Remember the dreamy two-year-old who skipped around the neighborhood singing, “Winnie the Pooh, Winnie the Pooh, chubby little cubby old bear” in her tiny little voice that was already so beautiful?
Remember how you thought you would definitely go back to work after she was born, but the minute you held her it was like an explosion in your whole body and you knew that wouldn’t happen anymore?
Remember frilly dresses that wouldn’t stay clean, “messy” days, ghost stories with Alfredo, musicals with Maddy, and finding crystals with Clara under the slides?
Remember how she was fascinated with the idea of God at the age of six? How she was mesmerized by bible stories, and said we needed to go to church so we spent an entire summer attending different church services in Dallas? Oh - and remember that time at the Knights of Columbus swimming pool when she had a premonition on the slide that someone would drown and within minutes a two-year-old was found on the bottom of the pool (he recovered)?
Remember how people asked if she was angry because her brow was always furrowed and you would explain over and over, “no, she’s just thinking”? She was a dancer, a singer, a doctor, a zookeeper, a writer, a scientist, a linguist, a priest, a teacher, a geologist.
Remember her only babysitter, Audrey, the sweet seventy-year-old who watched her a few hours a week while you worked on the Ph.D you thought you had to have because you couldn’t “just” be a mom? Remember how your heart hurt when you left her and you cried on the way to school and as you pumped milk in the car between classes even though Audrey was perfect for her? Remember your excitement when Audrey said it wasn’t normal for a baby to talk so early and that she would be a writer someday and you knew this was true?
Remember how she walked out of the Austin Waldorf School when she was nine-years-old with the shocking sentence, “I want to homeschool.” And when you couldn’t find words to respond, she had a monologue ready… “I can learn more in the real world, I can read as much as I want, we can go on field trips every day, I can learn Latin, I can have lead roles in plays, I can write and sing all the time.” And that sounded so perfect that you couldn’t say anything but, “why not?”
Today she prepares to drive the car that you didn’t sell, the one you’ve reluctantly saved for her because you know she needs to drive but you’re terrified of it. She’s decorated it with a Flying Spaghetti Monster sticker and a rainbow peace sign.
She loves Richard Dawkins and creation stories of all kinds. She writes deep, dramatic music about life, loss, and love. She wants to become a black-belt and go to medical school, drive an electric car, and eat healthy food.
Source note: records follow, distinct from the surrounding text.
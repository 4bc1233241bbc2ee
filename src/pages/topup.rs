use leptos::*;

use crate::api;
use crate::notify;
use crate::status;
use crate::utils::format_quota;

#[component]
pub fn TopUp() -> impl IntoView {
    let toaster = notify::use_toaster();

    let (redemption_code, set_redemption_code) = create_signal(String::new());
    let (user_quota, set_user_quota) = create_signal(0i64);
    let (submitting, set_submitting) = create_signal(false);

    // Evaluated once at load, like the rest of the status blob.
    let top_up_link = store_value(status::top_up_link());

    create_effect(move |_| {
        spawn_local(async move {
            match api::get_self().await {
                Ok(resp) if resp.success => {
                    if let Some(user) = resp.data {
                        set_user_quota.set(user.quota);
                    }
                }
                Ok(resp) => toaster.error(resp.message),
                Err(_) => toaster.error("Request failed"),
            }
        });
    });

    let redeem = move |_| {
        let code = redemption_code.get_untracked().trim().to_string();
        if code.is_empty() {
            toaster.info("Enter a redemption code first");
            return;
        }
        if submitting.get_untracked() {
            return;
        }
        set_submitting.set(true);

        spawn_local(async move {
            match api::redeem_code(&code).await {
                Ok(resp) if resp.success => {
                    let granted = resp.data.unwrap_or(0);
                    toaster.success(format!("Redeemed {}", format_quota(granted)));
                    set_user_quota.update(|quota| *quota += granted);
                    set_redemption_code.set(String::new());
                }
                Ok(resp) => toaster.error(resp.message),
                Err(_) => toaster.error("Request failed"),
            }
            set_submitting.set(false);
        });
    };

    let open_top_up_link = move |_| match top_up_link.get_value() {
        Some(link) => {
            if let Some(window) = web_sys::window() {
                let _ = window.open_with_url_and_target(&link, "_blank");
            }
        }
        None => toaster.error("The administrator has not configured a top-up link"),
    };

    view! {
        <div class="topup-page">
            <h1>"My Wallet"</h1>
            <div class="wallet-card">
                <h2 class="wallet-balance">"Balance " {move || format_quota(user_quota.get())}</h2>

                <div class="wallet-redeem">
                    <h3>"Redeem a code"</h3>
                    <div class="form-group">
                        <label>"Redemption code"</label>
                        <input
                            type="text"
                            placeholder="Redemption code"
                            on:input=move |ev| set_redemption_code.set(event_target_value(&ev))
                            prop:value=redemption_code
                        />
                    </div>
                    {move || {
                        top_up_link
                            .get_value()
                            .is_some()
                            .then(|| {
                                view! {
                                    <button class="btn" on:click=open_top_up_link>
                                        "Get a code"
                                    </button>
                                }
                            })
                    }}
                    <button
                        class="btn btn-primary"
                        disabled=move || submitting.get()
                        on:click=redeem
                    >
                        {move || if submitting.get() { "Redeeming..." } else { "Redeem" }}
                    </button>
                </div>
            </div>
        </div>
    }
}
She usually wears hats, occasionally dyes her hair, keeps her eyes covered in heavy make-up, reads Science magazine for fun, studies Forensics textbooks, writes stories and songs for relaxation and mental health. She’s competitive - not with others, but with herself. She’s an artist and a scientist.
The only time she’s ever claimed to be bored since leaving third grade was during the life-changing three month foray she took into public high school. But, out of that boredom, she learned to draw and peer deeper into human emotions. She came out wanting to change the world.
To my beautiful, complicated, perfect, brilliant, dramatic, sometimes intimidating almost sixteen-year-old: you have changed my life in the most beautiful, complicated, perfect, brilliant, dramatic, sometimes intimidating ways. I love you my sweet sweet girl.